*** Opening of Available records ***

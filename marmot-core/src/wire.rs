//! Framing: one JSON object per line (JSON Lines), `\n` terminated.

use bytes::{BufMut, BytesMut};
use serde_json::Value;
use tokio_util::codec::{Decoder, Encoder, LinesCodec, LinesCodecError};

use crate::protocol::{Message, HANDOFF_TAG, HELLO_TAG};

/// Default upper bound on one inbound line, terminator excluded.
pub const DEFAULT_MAX_LINE_BYTES: usize = 64 * 1024;

/// Encode a message as a single wire line, including the trailing `\n`.
pub fn encode_line(msg: &Message) -> Result<String, ProtocolError> {
    let mut line = serde_json::to_string(msg).map_err(ProtocolError::Encode)?;
    line.push('\n');
    Ok(line)
}

/// Decode one wire line. A trailing `\n` or `\r\n` is accepted; unknown fields are ignored.
pub fn decode_line(line: &str) -> Result<Message, ProtocolError> {
    let line = line.strip_suffix('\n').unwrap_or(line);
    let line = line.strip_suffix('\r').unwrap_or(line);
    let value: Value = serde_json::from_str(line).map_err(ProtocolError::Malformed)?;
    let tag = value
        .get("type")
        .and_then(Value::as_str)
        .ok_or(ProtocolError::MissingTag)?;
    if tag != HELLO_TAG && tag != HANDOFF_TAG {
        return Err(ProtocolError::UnknownTag(tag.to_owned()));
    }
    serde_json::from_value(value).map_err(ProtocolError::Malformed)
}

/// A line that cannot be turned into a [`Message`] (or a message that cannot be encoded).
#[derive(Debug, thiserror::Error)]
pub enum ProtocolError {
    #[error("malformed line: {0}")]
    Malformed(#[source] serde_json::Error),
    #[error("line has no \"type\" discriminator")]
    MissingTag,
    #[error("unknown message type {0:?}")]
    UnknownTag(String),
    #[error("line is not valid UTF-8")]
    InvalidUtf8,
    #[error("line longer than {max} bytes")]
    LineTooLong { max: usize },
    #[error("encode error: {0}")]
    Encode(#[source] serde_json::Error),
}

/// Error from [`MarmotCodec`]: bad input or the underlying stream failed.
#[derive(Debug, thiserror::Error)]
pub enum CodecError {
    #[error(transparent)]
    Protocol(#[from] ProtocolError),
    #[error("i/o error: {0}")]
    Io(#[from] std::io::Error),
}

/// Line codec for `FramedRead` / `FramedWrite` over a byte stream.
///
/// Delegates line splitting to [`LinesCodec`] with a length cap, then runs
/// each line through [`decode_line`]. Outbound messages go through
/// [`encode_line`]; a line the peer's decoder would reject as too long is
/// refused before anything is written.
#[derive(Debug)]
pub struct MarmotCodec {
    lines: LinesCodec,
    max_line_bytes: usize,
}

impl MarmotCodec {
    pub fn new() -> Self {
        Self::with_max_line_bytes(DEFAULT_MAX_LINE_BYTES)
    }

    pub fn with_max_line_bytes(max_line_bytes: usize) -> Self {
        Self {
            lines: LinesCodec::new_with_max_length(max_line_bytes),
            max_line_bytes,
        }
    }

    pub fn max_line_bytes(&self) -> usize {
        self.max_line_bytes
    }
}

impl Default for MarmotCodec {
    fn default() -> Self {
        Self::new()
    }
}

impl Decoder for MarmotCodec {
    type Item = Message;
    type Error = CodecError;

    fn decode(&mut self, src: &mut BytesMut) -> Result<Option<Message>, CodecError> {
        let max = self.max_line_bytes;
        match self.lines.decode(src).map_err(|e| lines_error(e, max))? {
            Some(line) => Ok(Some(decode_line(&line)?)),
            None => Ok(None),
        }
    }

    /// An unterminated final line is still decoded when the peer closes.
    fn decode_eof(&mut self, src: &mut BytesMut) -> Result<Option<Message>, CodecError> {
        let max = self.max_line_bytes;
        match self.lines.decode_eof(src).map_err(|e| lines_error(e, max))? {
            Some(line) => Ok(Some(decode_line(&line)?)),
            None => Ok(None),
        }
    }
}

impl Encoder<Message> for MarmotCodec {
    type Error = CodecError;

    fn encode(&mut self, item: Message, dst: &mut BytesMut) -> Result<(), CodecError> {
        let line = encode_line(&item)?;
        if line.len() - 1 > self.max_line_bytes {
            return Err(ProtocolError::LineTooLong {
                max: self.max_line_bytes,
            }
            .into());
        }
        dst.reserve(line.len());
        dst.put_slice(line.as_bytes());
        Ok(())
    }
}

fn lines_error(e: LinesCodecError, max: usize) -> CodecError {
    match e {
        LinesCodecError::MaxLineLengthExceeded => ProtocolError::LineTooLong { max }.into(),
        // LinesCodec reports a non-UTF-8 line as InvalidData.
        LinesCodecError::Io(io) if io.kind() == std::io::ErrorKind::InvalidData => {
            ProtocolError::InvalidUtf8.into()
        }
        LinesCodecError::Io(io) => CodecError::Io(io),
    }
}

#[cfg(test)]
mod tests {
    use super::*;

    #[test]
    fn roundtrip_messages() {
        for msg in [
            Message::hello("DeviceA"),
            Message::Hello {
                name: "päd \"quoted\"\nname".into(),
                protocol_version: 7,
            },
            Message::hand_off_at("RIGHT", 1_690_000_000_123),
            Message::hand_off_at("", 0),
        ] {
            let line = encode_line(&msg).unwrap();
            assert!(line.ends_with('\n'));
            assert_eq!(line.matches('\n').count(), 1, "one line per message: {line:?}");
            assert_eq!(decode_line(&line).unwrap(), msg);
        }
    }

    #[test]
    fn wire_shape() {
        let line = encode_line(&Message::hello("DeviceA")).unwrap();
        let value: Value = serde_json::from_str(&line).unwrap();
        assert_eq!(value["type"], "HELLO");
        assert_eq!(value["name"], "DeviceA");
        assert_eq!(value["proto"], 1);

        let line = encode_line(&Message::hand_off_at("RIGHT", 5)).unwrap();
        let value: Value = serde_json::from_str(&line).unwrap();
        assert_eq!(value["type"], "HANDOFF");
        assert_eq!(value["edge"], "RIGHT");
        assert_eq!(value["atMs"], 5);
    }

    #[test]
    fn unknown_fields_are_ignored() {
        let msg = decode_line(r#"{"type":"HELLO","name":"b","proto":2,"color":"red"}"#).unwrap();
        assert_eq!(
            msg,
            Message::Hello {
                name: "b".into(),
                protocol_version: 2
            }
        );
    }

    #[test]
    fn missing_optional_fields_take_defaults() {
        assert_eq!(
            decode_line(r#"{"type":"HELLO","name":"b"}"#).unwrap(),
            Message::hello("b")
        );
        let before = crate::protocol::now_ms();
        match decode_line(r#"{"type":"HANDOFF","edge":"LEFT"}"#).unwrap() {
            Message::HandOff { edge, at_ms } => {
                assert_eq!(edge, "LEFT");
                assert!(at_ms >= before);
            }
            other => panic!("expected HandOff, got {other:?}"),
        }
    }

    #[test]
    fn crlf_is_accepted() {
        assert_eq!(
            decode_line("{\"type\":\"HELLO\",\"name\":\"x\"}\r\n").unwrap(),
            Message::hello("x")
        );
    }

    #[test]
    fn rejects_bad_lines() {
        assert!(matches!(decode_line("not json"), Err(ProtocolError::Malformed(_))));
        assert!(matches!(decode_line(""), Err(ProtocolError::Malformed(_))));
        assert!(matches!(decode_line(r#"{"name":"x"}"#), Err(ProtocolError::MissingTag)));
        assert!(matches!(decode_line("[1,2]"), Err(ProtocolError::MissingTag)));
        assert!(matches!(
            decode_line(r#"{"type":"GOODBYE"}"#),
            Err(ProtocolError::UnknownTag(t)) if t == "GOODBYE"
        ));
        assert!(matches!(
            decode_line(r#"{"type":"HELLO"}"#),
            Err(ProtocolError::Malformed(_))
        ));
        assert!(matches!(
            decode_line(r#"{"type":"HANDOFF","edge":3}"#),
            Err(ProtocolError::Malformed(_))
        ));
    }

    #[test]
    fn codec_splits_partial_and_multiple_lines() {
        let mut codec = MarmotCodec::new();
        let a = encode_line(&Message::hello("a")).unwrap();
        let b = encode_line(&Message::hand_off_at("RIGHT", 9)).unwrap();

        let mut buf = BytesMut::new();
        buf.extend_from_slice(a[..4].as_bytes());
        assert!(codec.decode(&mut buf).unwrap().is_none());
        buf.extend_from_slice(a[4..].as_bytes());
        buf.extend_from_slice(b.as_bytes());

        assert_eq!(codec.decode(&mut buf).unwrap(), Some(Message::hello("a")));
        assert_eq!(
            codec.decode(&mut buf).unwrap(),
            Some(Message::hand_off_at("RIGHT", 9))
        );
        assert!(codec.decode(&mut buf).unwrap().is_none());
    }

    #[test]
    fn codec_decodes_unterminated_tail_at_eof() {
        let mut codec = MarmotCodec::new();
        let mut buf = BytesMut::from(r#"{"type":"HELLO","name":"tail"}"#);
        assert!(codec.decode(&mut buf).unwrap().is_none());
        assert_eq!(codec.decode_eof(&mut buf).unwrap(), Some(Message::hello("tail")));
    }

    #[test]
    fn codec_caps_line_length() {
        let mut codec = MarmotCodec::with_max_line_bytes(16);
        let mut buf = BytesMut::from(&b"{\"type\":\"HELLO\",\"name\":\"far too long\"}\n"[..]);
        assert!(matches!(
            codec.decode(&mut buf),
            Err(CodecError::Protocol(ProtocolError::LineTooLong { max: 16 }))
        ));
    }

    #[test]
    fn codec_rejects_invalid_utf8() {
        let mut codec = MarmotCodec::new();
        let mut buf = BytesMut::from(&b"{\"type\":\"HELLO\",\"name\":\"\xff\xfe\"}\n"[..]);
        assert!(matches!(
            codec.decode(&mut buf),
            Err(CodecError::Protocol(ProtocolError::InvalidUtf8))
        ));
    }

    #[test]
    fn codec_refuses_to_encode_overlong_line() {
        let mut codec = MarmotCodec::with_max_line_bytes(64);
        let mut buf = BytesMut::new();
        assert!(matches!(
            codec.encode(Message::hand_off_at("X".repeat(500), 1), &mut buf),
            Err(CodecError::Protocol(ProtocolError::LineTooLong { max: 64 }))
        ));
        assert!(buf.is_empty());

        // Exactly at the cap still goes out and decodes on the other side.
        let fits = encode_line(&Message::hello("a")).unwrap();
        let mut codec = MarmotCodec::with_max_line_bytes(fits.len() - 1);
        codec.encode(Message::hello("a"), &mut buf).unwrap();
        assert_eq!(codec.decode(&mut buf).unwrap(), Some(Message::hello("a")));
    }

    #[test]
    fn codec_surfaces_protocol_errors() {
        let mut codec = MarmotCodec::new();
        let mut buf = BytesMut::from(&b"garbage\n"[..]);
        assert!(matches!(
            codec.decode(&mut buf),
            Err(CodecError::Protocol(ProtocolError::Malformed(_)))
        ));
    }

    #[test]
    fn codec_encodes_one_line() {
        let mut codec = MarmotCodec::new();
        let mut buf = BytesMut::new();
        codec.encode(Message::hello("a"), &mut buf).unwrap();
        codec.encode(Message::hand_off_at("LEFT", 1), &mut buf).unwrap();
        let text = std::str::from_utf8(&buf).unwrap();
        let lines: Vec<_> = text.lines().collect();
        assert_eq!(lines.len(), 2);
        assert_eq!(decode_line(lines[0]).unwrap(), Message::hello("a"));
        assert_eq!(decode_line(lines[1]).unwrap(), Message::hand_off_at("LEFT", 1));
    }
}
//! Xetra bucket connector.
//!
//! [`S3BucketConnector`] wraps a single bucket and exposes prefix listing,
//! CSV reads into Arrow `RecordBatch`es, and table writes as CSV or Parquet
//! objects. Storage access goes through [`ObjectStorage`], so the same
//! connector runs against S3, a local directory, or an in-memory store.

pub mod connector;

pub use connector::S3BucketConnector;
pub use xetra_core::{
    ConnectorConfig, Credentials, FileFormat, ObjectStorage, Result, WriteOutcome, XetraError,
};
pub use xetra_storage::CsvReadOptions;
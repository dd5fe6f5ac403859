//! The ObjectStorage trait, the single interface to the bucket.
//!
//! The connector never talks to S3 or the filesystem directly; every
//! object operation goes through this trait. Implementations live in
//! `xetra-storage`.

use async_trait::async_trait;
use bytes::Bytes;

use crate::Result;

/// Object operations on one bound bucket.
///
/// Keys are relative to the bucket root. Implementations must be
/// `Send + Sync` so a single connector can serve concurrent callers.
#[async_trait]
pub trait ObjectStorage: Send + Sync {
    /// Write an object. Overwrites if it already exists.
    ///
    /// A single `put` is the atomicity boundary: readers observe either the
    /// previous object or the complete new one.
    async fn put(&self, key: &str, data: Bytes) -> Result<()>;

    /// Read an object. Returns [`XetraError::NotFound`](crate::XetraError::NotFound)
    /// if the key does not exist.
    async fn get(&self, key: &str) -> Result<Bytes>;

    /// List all object keys that start with `prefix`, in backend order.
    ///
    /// An empty result is not an error. Implementations follow pagination
    /// internally and return the fully materialised listing.
    async fn list(&self, prefix: &str) -> Result<Vec<String>>;

    /// Delete an object. Does not error if the key does not exist.
    async fn delete(&self, key: &str) -> Result<()>;

    /// Check if an object exists at the given key.
    async fn exists(&self, key: &str) -> Result<bool>;
}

*** Close of Available records ***

### What the task asks
What lines in the records contain the word "through"? Return each one.

### Task output
/// each line through [`decode_line`]. Outbound messages go through
//! objects. Storage access goes through [`ObjectStorage`], so the same
//! object operation goes through this trait. Implementations live in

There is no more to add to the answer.